The vision of Linked Data is the liberation of raw knowledge
and making it (literally) accessible to
the world. Indeed, a Web of Ideas.
Let us now take a deeper look into the principles involved
and how the same can be applied in a Complex Network domain. Broadly, it entails
four basic principles:
- Use URIs as names for things. These may include tangible things such as people,
places and cars, or those that are more abstract, such as the relationship
type of knowing somebody, the set of
all green cars in the world, or the color green itself.
- Use HTTP URIs, so that people can look up those names.
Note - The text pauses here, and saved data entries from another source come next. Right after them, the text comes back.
#[cfg(all(test, unix))]
mod tests {
    use super::*;
    use futures::StreamExt;
    use std::sync::atomic::AtomicUsize;
    use std::time::{Duration, Instant};

    fn fast_settings() -> StreamSettings {
        StreamSettings {
            chunk_size: 1316,
            backoff_floor_ms: 20,
            backoff_cap_ms: 100,
            backoff_factor: 1.7,
            teardown_grace_ms: 300,
            buffer_chunks: 4,
        }
    }

    fn supervisor() -> StreamSupervisor {
        StreamSupervisor::new(fast_settings(), EventBroadcaster::default())
    }

    fn sh(script: &str) -> LaunchCommand {
        LaunchCommand::new("/bin/sh", ["-c", script])
    }

    fn is_running(pid: u32) -> bool {
        // SAFETY: signal 0 only checks for existence.
        unsafe { libc::kill(pid as libc::pid_t, 0) == 0 }
    }

    async fn wait_until_idle(supervisor: &StreamSupervisor, limit: Duration) -> bool {
        let deadline = Instant::now() + limit;
        while Instant::now() < deadline {
            if supervisor.active_count() == 0 {
                return true;
            }
            tokio::time::sleep(Duration::from_millis(20)).await;
        }
        false
    }

    #[tokio::test]
    async fn test_relays_output_across_restarts() {
        let supervisor = supervisor();
        let mut stream = supervisor.open("1", sh("printf abc")).unwrap();

        let mut received = Vec::new();
        while received.len() < 9 {
            let chunk = tokio::time::timeout(Duration::from_secs(5), stream.next())
                .await
                .expect("stream stalled")
                .expect("stream ended")
                .unwrap();
            received.extend_from_slice(&chunk);
        }

        assert_eq!(&received[..9], b"abcabcabc");
        let info = supervisor.get(stream.id()).unwrap();
        assert!(info.restarts >= 2);
        assert!(info.bytes_relayed >= 9);
        assert_eq!(info.channel_id, "1");
    }

    #[tokio::test]
    async fn test_spawn_failure_is_reported_to_caller() {
        let supervisor = supervisor();
        let result = supervisor.open("1", LaunchCommand::new("/nonexistent/ffmpeg", ["-i", "x"]));

        assert!(matches!(result, Err(StreamError::Spawn { .. })));
        assert_eq!(supervisor.active_count(), 0);
    }

    #[tokio::test]
    async fn test_unresolvable_channel_is_not_spawned() {
        let supervisor = supervisor();
        let registry = ChannelRegistry::new();
        let grid = Channel::mosaic("200", "Grid", vec!["1".into(), "2".into()], true);
        let launch = ChannelLaunch::new(
            grid,
            registry,
            PipelineBuilder::new("ua", "CamIPTV"),
            Some(PathBuf::from("/bin/true")),
        );

        let result = supervisor.open("200", launch);
        assert!(matches!(result, Err(StreamError::Unresolvable(id)) if id == "200"));
        assert_eq!(supervisor.active_count(), 0);
    }

    #[tokio::test]
    async fn test_missing_transcoder_is_a_spawn_error() {
        let supervisor = supervisor();
        let registry = ChannelRegistry::new();
        let launch = ChannelLaunch::new(
            Channel::new("1", "Door", "rtsp://10.0.0.1/live"),
            registry,
            PipelineBuilder::new("ua", "CamIPTV"),
            None,
        );

        assert!(matches!(
            supervisor.open("1", launch),
            Err(StreamError::Spawn { .. })
        ));
    }

    #[tokio::test]
    async fn test_disconnect_tears_down_pipeline() {
        let supervisor = supervisor();
        let stream = supervisor.open("1", sh("exec sleep 30")).unwrap();
        let pid = supervisor.get(stream.id()).unwrap().pid.unwrap();
        assert!(is_running(pid));

        drop(stream);

        assert!(wait_until_idle(&supervisor, Duration::from_secs(3)).await);
        assert!(!is_running(pid));
    }

    #[tokio::test]
    async fn test_disconnect_kills_hung_pipeline() {
        let supervisor = supervisor();
        let stream = supervisor
            .open("1", sh("trap '' INT; while true; do sleep 1; done"))
            .unwrap();
        let pid = supervisor.get(stream.id()).unwrap().pid.unwrap();
        tokio::time::sleep(Duration::from_millis(200)).await;

        drop(stream);

        assert!(wait_until_idle(&supervisor, Duration::from_secs(3)).await);
        assert!(!is_running(pid));
    }

    #[tokio::test]
    async fn test_streams_are_independent() {
        let supervisor = supervisor();
        let first = supervisor.open("1", sh("exec sleep 30")).unwrap();
        let second = supervisor.open("1", sh("exec sleep 30")).unwrap();
        let second_pid = supervisor.get(second.id()).unwrap().pid.unwrap();
        assert_ne!(first.id(), second.id());

        drop(first);
        let deadline = Instant::now() + Duration::from_secs(3);
        while supervisor.active_count() > 1 && Instant::now() < deadline {
            tokio::time::sleep(Duration::from_millis(20)).await;
        }

        assert_eq!(supervisor.active_count(), 1);
        assert!(is_running(second_pid));
        drop(second);
        assert!(wait_until_idle(&supervisor, Duration::from_secs(3)).await);
    }

    #[tokio::test]
    async fn test_shutdown_stops_everything() {
        let supervisor = supervisor();
        let a = supervisor.open("1", sh("exec sleep 30")).unwrap();
        let b = supervisor.open("2", sh("exec sleep 30")).unwrap();
        let pids: Vec<u32> = supervisor.list().iter().filter_map(|s| s.pid).collect();
        assert_eq!(pids.len(), 2);

        tokio::time::timeout(Duration::from_secs(5), supervisor.shutdown())
            .await
            .expect("shutdown hung");

        assert_eq!(supervisor.active_count(), 0);
        for pid in pids {
            assert!(!is_running(pid));
        }
        assert!(matches!(
            supervisor.open("3", sh("exec sleep 30")),
            Err(StreamError::ShuttingDown)
        ));
        drop((a, b));
    }

    /// Succeeds on the first launch, then fails every other attempt.
    struct Flaky {
        calls: AtomicUsize,
    }

    impl LaunchSource for Flaky {
        fn launch(&self) -> Result<LaunchCommand, StreamError> {
            let call = self.calls.fetch_add(1, Ordering::SeqCst);
            if call % 2 == 1 {
                Err(StreamError::Unresolvable("9".to_string()))
            } else {
                Ok(LaunchCommand::new("/bin/sh", ["-c", "printf z"]))
            }
        }
    }

    #[tokio::test]
    async fn test_respawn_failures_are_retried() {
        let supervisor = supervisor();
        let mut stream = supervisor
            .open(
                "9",
                Flaky {
                    calls: AtomicUsize::new(0),
                },
            )
            .unwrap();

        let mut received = Vec::new();
        while received.len() < 3 {
            let chunk = tokio::time::timeout(Duration::from_secs(5), stream.next())
                .await
                .expect("stream stalled")
                .expect("stream ended")
                .unwrap();
            received.extend_from_slice(&chunk);
        }
        assert_eq!(&received[..3], b"zzz");
    }

    #[tokio::test]
    async fn test_lifecycle_events() {
        let events = EventBroadcaster::default();
        let mut rx = events.receiver();
        let supervisor = StreamSupervisor::new(fast_settings(), events);

        let stream = supervisor.open("5", sh("exec sleep 30")).unwrap();
        let id = stream.id();
        drop(stream);

        let mut started = false;
        let mut stopped = false;
        while !stopped {
            let event = tokio::time::timeout(Duration::from_secs(3), rx.recv())
                .await
                .expect("no event")
                .unwrap();
            match event {
                TunerEvent::StreamStarted { stream_id, .. } if stream_id == id => started = true,
                TunerEvent::StreamStopped { stream_id, .. } if stream_id == id => stopped = true,
                _ => {}
            }
        }
        assert!(started);
    }
}
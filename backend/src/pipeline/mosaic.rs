//! Composite filter graph for mosaic channels.

use camtuner_types::{MAX_MOSAIC_SOURCES, MIN_MOSAIC_SOURCES};

use super::spec::{FilterChain, FilterGraph};

pub const TILE_WIDTH: u32 = 640;
pub const TILE_HEIGHT: u32 = 360;

/// Label of the composited video pad.
pub const VIDEO_OUT: &str = "vout";

/// Tile positions (`x_y`) on the 2x2 canvas, filled row-major.
fn tile_origin(index: usize) -> String {
    let x = (index as u32 % 2) * TILE_WIDTH;
    let y = (index as u32 / 2) * TILE_HEIGHT;
    format!("{}_{}", x, y)
}

/// `xstack` layout string for `tiles` inputs.
///
/// Two tiles sit side by side on the top row, a third goes bottom-left and a
/// fourth completes the 2x2 grid.
pub fn layout(tiles: usize) -> String {
    (0..tiles)
        .map(tile_origin)
        .collect::<Vec<_>>()
        .join("|")
}

/// Scale and letterbox one input to a tile, keeping its aspect ratio.
fn tile_chain(input: usize) -> FilterChain {
    FilterChain {
        inputs: vec![format!("{}:v", input)],
        filters: vec![
            format!(
                "scale={w}:{h}:force_original_aspect_ratio=decrease",
                w = TILE_WIDTH,
                h = TILE_HEIGHT
            ),
            format!(
                "pad={w}:{h}:(ow-iw)/2:(oh-ih)/2:black",
                w = TILE_WIDTH,
                h = TILE_HEIGHT
            ),
            "setsar=1".to_string(),
        ],
        output: format!("v{}", input),
    }
}

/// Build the composite graph for `inputs` sources.
///
/// Returns `None` outside the 2-4 range; a composite of one input is never
/// produced.
pub fn composite_graph(inputs: usize) -> Option<FilterGraph> {
    if !(MIN_MOSAIC_SOURCES..=MAX_MOSAIC_SOURCES).contains(&inputs) {
        return None;
    }

    let mut chains: Vec<FilterChain> = (0..inputs).map(tile_chain).collect();
    chains.push(FilterChain {
        inputs: (0..inputs).map(|i| format!("v{}", i)).collect(),
        filters: vec![format!(
            "xstack=inputs={}:layout={}:fill=black",
            inputs,
            layout(inputs)
        )],
        output: VIDEO_OUT.to_string(),
    });

    Some(FilterGraph {
        chains,
        video_out: VIDEO_OUT.to_string(),
    })
}

#[cfg(test)]
mod tests {
    use super::*;

    #[test]
    fn test_layouts() {
        assert_eq!(layout(2), "0_0|640_0");
        assert_eq!(layout(3), "0_0|640_0|0_360");
        assert_eq!(layout(4), "0_0|640_0|0_360|640_360");
    }

    #[test]
    fn test_two_tile_graph() {
        let graph = composite_graph(2).unwrap();
        assert_eq!(
            graph.to_string(),
            "[0:v]scale=640:360:force_original_aspect_ratio=decrease,\
             pad=640:360:(ow-iw)/2:(oh-ih)/2:black,setsar=1[v0];\
             [1:v]scale=640:360:force_original_aspect_ratio=decrease,\
             pad=640:360:(ow-iw)/2:(oh-ih)/2:black,setsar=1[v1];\
             [v0][v1]xstack=inputs=2:layout=0_0|640_0:fill=black[vout]"
        );
        assert_eq!(graph.video_out, "vout");
    }

    #[test]
    fn test_tile_count_matches_inputs() {
        for n in 2..=4 {
            let graph = composite_graph(n).unwrap();
            assert_eq!(graph.chains.len(), n + 1);
            assert_eq!(graph.chains[n].inputs.len(), n);
        }
    }

    #[test]
    fn test_out_of_range_has_no_graph() {
        assert!(composite_graph(0).is_none());
        assert!(composite_graph(1).is_none());
        assert!(composite_graph(5).is_none());
    }
}
//! Per-viewer pipeline supervision.

pub mod backoff;
pub mod process;
mod supervisor;

pub use backoff::RestartBackoff;
pub use process::{PipelineProcess, StderrLog, Teardown};
pub use supervisor::{ActiveStream, ChannelLaunch, LaunchSource, StreamSupervisor};

use crate::pipeline::PipelineError;
use camtuner_types::ChannelId;

/// Error type for stream operations.
#[derive(Debug, thiserror::Error)]
pub enum StreamError {
    #[error("Channel {0} not found")]
    NotFound(ChannelId),

    #[error("Channel {0} has no resolvable source")]
    Unresolvable(ChannelId),

    #[error("Failed to start {program}: {source}")]
    Spawn {
        program: String,
        #[source]
        source: std::io::Error,
    },

    #[error("Pipeline output ended")]
    Interrupted,

    #[error("Server is shutting down")]
    ShuttingDown,
}

impl StreamError {
    /// The transcoder could not be located at all.
    pub fn transcoder_missing() -> Self {
        Self::Spawn {
            program: "ffmpeg".to_string(),
            source: std::io::Error::new(std::io::ErrorKind::NotFound, "executable not found"),
        }
    }
}

impl From<PipelineError> for StreamError {
    fn from(err: PipelineError) -> Self {
        match err {
            PipelineError::UnresolvableSource(id) => Self::Unresolvable(id),
        }
    }
}
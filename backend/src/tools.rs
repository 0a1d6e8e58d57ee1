//! Locating the external transcoder and prober.
//!
//! Lookup order for each tool: explicit configured path, the bundled
//! directory (configured `bin_dir`, else the directory of the running
//! executable), then `PATH`. A missing tool is reported as `None`; callers
//! turn that into an error when the tool is actually needed.

use std::env;
use std::path::{Path, PathBuf};
use tracing::{info, warn};

use crate::config::TranscoderSettings;

pub const TRANSCODER: &str = "ffmpeg";
pub const PROBER: &str = "ffprobe";

/// Resolved external executables.
#[derive(Debug, Clone, Default, PartialEq, Eq)]
pub struct Executables {
    pub transcoder: Option<PathBuf>,
    pub prober: Option<PathBuf>,
}

impl Executables {
    pub fn discover(settings: &TranscoderSettings) -> Self {
        let bundled = settings.bin_dir.clone().or_else(current_exe_dir);
        let path_var = env::var_os("PATH");
        let search: Vec<PathBuf> = path_var
            .as_deref()
            .map(|p| env::split_paths(p).collect())
            .unwrap_or_default();

        let found = Self {
            transcoder: locate(
                TRANSCODER,
                settings.ffmpeg_path.as_deref(),
                bundled.as_deref(),
                &search,
            ),
            prober: locate(
                PROBER,
                settings.ffprobe_path.as_deref(),
                bundled.as_deref(),
                &search,
            ),
        };

        match &found.transcoder {
            Some(path) => info!("Transcoder: {}", path.display()),
            None => warn!("{} not found; tune requests will fail until it is installed", TRANSCODER),
        }
        match &found.prober {
            Some(path) => info!("Prober: {}", path.display()),
            None => warn!("{} not found; channel probes are disabled", PROBER),
        }
        found
    }
}

fn current_exe_dir() -> Option<PathBuf> {
    env::current_exe()
        .ok()
        .and_then(|exe| exe.parent().map(Path::to_path_buf))
}

/// Find `name` by explicit path, bundled directory, then search path.
pub fn locate(
    name: &str,
    explicit: Option<&Path>,
    bundled: Option<&Path>,
    search: &[PathBuf],
) -> Option<PathBuf> {
    if let Some(path) = explicit {
        if path.is_file() {
            return Some(path.to_path_buf());
        }
        warn!("Configured {} path {} does not exist", name, path.display());
    }

    let file_name = format!("{}{}", name, env::consts::EXE_SUFFIX);
    bundled
        .into_iter()
        .chain(search.iter().map(PathBuf::as_path))
        .map(|dir| dir.join(&file_name))
        .find(|candidate| candidate.is_file())
}

#[cfg(test)]
mod tests {
    use super::*;
    use std::fs;
    use tempfile::TempDir;

    fn touch(dir: &Path, name: &str) -> PathBuf {
        let path = dir.join(format!("{}{}", name, env::consts::EXE_SUFFIX));
        fs::write(&path, b"").unwrap();
        path
    }

    #[test]
    fn test_bundled_dir_wins_over_search_path() {
        let bundled = TempDir::new().unwrap();
        let system = TempDir::new().unwrap();
        let expected = touch(bundled.path(), "ffmpeg");
        touch(system.path(), "ffmpeg");

        let found = locate(
            "ffmpeg",
            None,
            Some(bundled.path()),
            &[system.path().to_path_buf()],
        );
        assert_eq!(found, Some(expected));
    }

    #[test]
    fn test_falls_back_to_search_path() {
        let bundled = TempDir::new().unwrap();
        let system = TempDir::new().unwrap();
        let expected = touch(system.path(), "ffprobe");

        let found = locate(
            "ffprobe",
            None,
            Some(bundled.path()),
            &[PathBuf::from("/nonexistent"), system.path().to_path_buf()],
        );
        assert_eq!(found, Some(expected));
    }

    #[test]
    fn test_explicit_path() {
        let dir = TempDir::new().unwrap();
        let custom = touch(dir.path(), "my-ffmpeg");

        assert_eq!(locate("ffmpeg", Some(&custom), None, &[]), Some(custom));
    }

    #[test]
    fn test_missing_tool_is_none() {
        let dir = TempDir::new().unwrap();
        assert_eq!(
            locate("ffmpeg", Some(Path::new("/nonexistent/ffmpeg")), Some(dir.path()), &[]),
            None
        );
    }
}
//! Guide and playlist documents.

use axum::{
    extract::{Query, State},
    http::{header, HeaderMap},
    response::IntoResponse,
};
use chrono::Utc;
use serde::Deserialize;

use super::base_url;
use crate::guide::{render_m3u, render_xmltv, GuideWindow};
use crate::state::AppState;

/// Raw query values; anything unparsable falls back to the defaults.
#[derive(Debug, Default, Deserialize, utoipa::IntoParams)]
pub struct XmltvQuery {
    /// Look-ahead in hours (1-168, default 24)
    pub hours: Option<String>,
    /// Programme slot length in minutes (5-240, default 30)
    pub slot: Option<String>,
}

/// XMLTV guide with one synthetic programme per slot per channel.
#[utoipa::path(
    get,
    path = "/xmltv",
    tag = "guide",
    params(XmltvQuery),
    responses(
        (status = 200, description = "XMLTV document", content_type = "application/xml")
    )
)]
pub async fn xmltv(State(state): State<AppState>, Query(query): Query<XmltvQuery>) -> impl IntoResponse {
    let window = GuideWindow::from_query(query.hours.as_deref(), query.slot.as_deref());
    let body = render_xmltv(&state.registry().list(), Utc::now(), window);
    ([(header::CONTENT_TYPE, "application/xml; charset=utf-8")], body)
}

/// Extended M3U playlist of every channel.
#[utoipa::path(
    get,
    path = "/m3u",
    tag = "guide",
    responses(
        (status = 200, description = "M3U playlist", content_type = "application/x-mpegURL")
    )
)]
pub async fn m3u(State(state): State<AppState>, headers: HeaderMap) -> impl IntoResponse {
    let base = base_url(&headers, state.server());
    let body = render_m3u(&state.registry().list(), &base);
    ([(header::CONTENT_TYPE, "application/x-mpegURL")], body)
}
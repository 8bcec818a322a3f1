use std::sync::Arc;

use derive_getters::Dissolve;
use derive_more::Constructor;
use eyre::Result;

use isle_core_rs::loc::IntervalOp;

use crate::error::Error;
use crate::read::{Read, TagPosition};

/// Fixed-width bin [start, end) holding at least one read.
#[derive(Clone, PartialEq, Eq, Debug, Constructor)]
pub struct Window {
    pub chrom: Arc<str>,
    pub start: u64,
    pub end: u64,
    pub count: u32,
}

impl IntervalOp for Window {
    type Idx = u64;

    fn start(&self) -> u64 {
        self.start
    }

    fn end(&self) -> u64 {
        self.end
    }
}

/// Counts reads in consecutive windows of a chromosome. Only non-empty windows are reported.
#[derive(Clone, Copy, PartialEq, Eq, Debug, Dissolve)]
pub struct WindowCounter {
    window_size: u64,
    tags: TagPosition,
}

impl WindowCounter {
    pub fn new(window_size: u64) -> Result<Self> {
        if window_size == 0 {
            return Err(Error::InvalidWindowSize { value: 0 }.into());
        }
        Ok(Self {
            window_size,
            tags: TagPosition::Start,
        })
    }

    pub fn set_tag_position(&mut self, tags: TagPosition) -> &mut Self {
        self.tags = tags;
        self
    }

    pub fn window_size(&self) -> u64 {
        self.window_size
    }

    pub fn tag_position(&self) -> TagPosition {
        self.tags
    }

    /// Window index of a coordinate.
    pub fn index(&self, position: u64) -> u64 {
        position / self.window_size
    }

    /// Attribute each read to the single window containing its tag position and append the
    /// non-empty windows to `saveto`, ordered by start.
    ///
    /// With [`TagPosition::Start`] the reads must be sorted by start, as the [`crate::read::ReadStore`]
    /// keeps them. Shifted tags can reorder reads across strands, so they are sorted here.
    pub fn count(&self, chrom: &Arc<str>, reads: &[Read], saveto: &mut Vec<Window>) -> Result<()> {
        if self.tags.preserves_order() {
            self.count_sorted(chrom, reads.iter().map(|x| x.start), saveto)
        } else {
            let mut positions = reads.iter().map(|x| self.tags.of(x)).collect::<Vec<_>>();
            positions.sort_unstable();
            self.count_sorted(chrom, positions.into_iter(), saveto)
        }
    }

    fn count_sorted(
        &self,
        chrom: &Arc<str>,
        positions: impl Iterator<Item = u64>,
        saveto: &mut Vec<Window>,
    ) -> Result<()> {
        // Single pass over the positions: (window index, count)
        let mut current: Option<(u64, u32)> = None;
        for position in positions {
            let index = self.index(position);
            current = match current {
                None => Some((index, 1)),
                Some((cursor, count)) if cursor == index => Some((cursor, count + 1)),
                Some((cursor, count)) if cursor < index => {
                    saveto.push(self.window(chrom, cursor, count));
                    Some((index, 1))
                }
                Some((cursor, _)) => {
                    return Err(Error::UnsortedReads {
                        chrom: chrom.to_string(),
                        previous: cursor,
                        index,
                    }
                    .into())
                }
            };
        }

        if let Some((cursor, count)) = current {
            saveto.push(self.window(chrom, cursor, count));
        }
        Ok(())
    }

    fn window(&self, chrom: &Arc<str>, index: u64, count: u32) -> Window {
        let start = index * self.window_size;
        Window::new(chrom.clone(), start, start + self.window_size, count)
    }
}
- When someone looks up a URI, provide useful information, using the
standards (RDF,
SPARQL).
- Include links to other URIs, so that they can discover more things.
For
example, a hyperlink of the type friend of may be set between two people,
or a hyperlink of the type based near may be set between a person and
a place.
The power here lies in the links. There are three important types of RDF links:
- Relationship Links : point at related things in other data sources
- Identity Links point at URI aliases used by other data sources to identify the same real-world object or abstract concept
- Vocabulary Links point from data to the definitions of the vocabulary terms that are used to represent the data
Having
a good idea of the basic concepts, we are now ready to see how we can harness
Linked Data for research involving Complex Networks.
As I see it, there are two interesting areas
here:
As described in this old article,
Linked Data is growing at an exponential rate since its modest beginnings back
in 2007. Over the years, different data sets have started linking to the global
database and a clear emergence of genres can be seen. The Linked
Data graph may offer a good opportunity to study the temporal behavior of
the largest structured knowledge database ever witnessed by the world.
Then again, as mentioned before, the data offered itself has
huge potential in terms of network research. A good question therefore is how
to get our hands on this data.
One approach is to use existing systems to get data. Linked
data is accessible through browsers like the Disco Hyperdata
browser, the Tabulator browser
or the more recent LinkSailor. We can also
make use of search engines such as Sig.ma, Falcons and SWSE.
For example, research on Citation Analysis may be
supplemented with data available on authors (example) or subject areas (example). Linguistic research
stands to gain from the relationships relating words and objects with actions, events,
facts, etc. (example,
example).
As with all generic applications however, the problem is that
deployed applications offer little control over how the data is accessed. For specific research, therefore, it is
best to develop applications and crawlers from scratch. This website would be a good
place to start. It explains in detail about RDF and architectures involving linked
data applications.
To conclude, Linked Data provides a more generic, more
flexible publishing paradigm which makes it easier for data consumers to
discover and integrate data from a large numbers of data sources.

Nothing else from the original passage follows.